2014-09-05 Thread Raechel Soicher
No, if they are happy with their first three they don't have to take my final. 
I require class attendance via in-class activity points so that motivates them 
to still come to class. Never had students stop coming.

Raechel N. Soicher, M.A.
Assistant Professor, Psychology
Santa Fe College
3000 NW 83rd Street
Gainesville, FL 32606
Office: A-238
Tele #: (352) 381-7089
Email: raechel.soic...@sfcollege.edumailto:raechel.soic...@sfcollege.edu

~ You can get help from teachers, but you are going to have to learn a lot by 
yourself, sitting alone in a room. ~ Dr. Seuss

On Sep 5, 2014, at 7:40 PM, Beth Benoit 
beth.ben...@gmail.commailto:beth.ben...@gmail.com wrote:








So do you require that students take all four tests before they can drop one?  
THat's a good solution to my previous dilemma.

Beth Benoit
Plymouth State University
Plymouth NH


On Fri, Sep 5, 2014 at 7:08 PM, Dr. Bob Wildblood 
drb...@rcn.commailto:drb...@rcn.com wrote:









I use the same technique as Raechel.  My final is a cumulative final based on 
the information of the entire course.  If a student is satisfied with their 
grade based on the 4 tests given during the semester, they can skip the final.  
If they want to try to improve their grade, the final will replace the lowest 
grade they earned during the semester.  It has relieved a lot of headaches and 
pleas for mercy from the students in the classes I teach.



- Original Message -
From: Raechel Soicher 
raechel.soic...@sfcollege.edumailto:raechel.soic...@sfcollege.edu
To: Teaching in the Psychological Sciences (TIPS) 
tips@fsulist.frostburg.edumailto:tips@fsulist.frostburg.edu
Sent: Fri, 05 Sep 2014 18:48:17 -0400 (EDT)
Subject: Re: [tips] The season of the deceased grandparent







I just allow my students to drop a test grade. That way I don't have to decide 
if an excuse is legitimate or not. I give four exams, counting the final, and 
the end result is usually that the good students don't have to take the final 
exam (and can leave
for home earlier, which they appreciate). It's worked very well for me.

Raechel


On Sep 5, 2014, at 4:11 PM, Helweg-Larsen, Marie 
helw...@dickinson.edumailto:helw...@dickinson.edu wrote:







I teach at a small liberal arts college and although I’m sure students have 
lied to me in the past I do not experience these situations very often. If 
students
have a legitimate reason to not take an exam (usually illness) I simple arrange 
for them to take it within a week. So my students would not gain anything by 
making a more elaborate (untrue) excuse. I find it easier to assume that the 
student is telling the
truth.
Of course it is against our community disciplinary code to lie to a professor 
and on a small campus it is easy to be found out (I might see them in town or
on campus at night when they were supposed to be at a funeral in another state).
Marie


Marie Helweg-Larsen, Ph.D.
Professor l Department of Psychology
Chair, Health Studies Certificate Program
Office hours Fall 2014: Monday, Tuesday, Thursday 10:30-11:30
Kaufman 168 l Dickinson College
Phone 717.245.1562tel:717.245.1562 l Fax 717.245.1971tel:717.245.1971
http://users.dickinson.edu/~helwegm/index.html

From: Christopher Green [mailto:chri...@yorku.ca]

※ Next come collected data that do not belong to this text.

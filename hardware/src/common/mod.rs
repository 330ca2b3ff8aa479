//! Common types shared across the tracker, its configuration and the
//! trace replay tooling.

/// Error types for configuration and trace loading.
pub mod error;

pub use error::{Error, Result};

Sent: Wednesday, September 03, 2014 7:35 PM
To: Teaching in the Psychological Sciences (TIPS)
Subject: Re: [tips] The season of the deceased grandparent







And let us not forget Mike Adams' classic: The dead grandmother/exam syndrome 
and the potential downfall of American society.

http://www.math.toronto.edu/mpugh/DeadGrandmother.pdf
-
Christopher D. Green
Department of Psychology
York University
Toronto, ON M6C 1G4
Canada

chri...@yorku.camailto:chri...@yorku.ca


On Sep 3, 2014, at 4:39 PM, Jeffry Ricker 
jeff.ric...@scottsdalecc.edumailto:jeff.ric...@scottsdalecc.edu wrote:



Hi all,

I have required proof of the death of a family member for a long time now. I do 
this because, years ago, a student told me that he had missed a test in my 
class because his grandmother had died; and then several weeks later, in another
instructor's class, he missed a test because (he told the instructor) that 
grandmother died! Apparently, she rose from the dead after the first funeral, 
only to die a short time later. The poor lady!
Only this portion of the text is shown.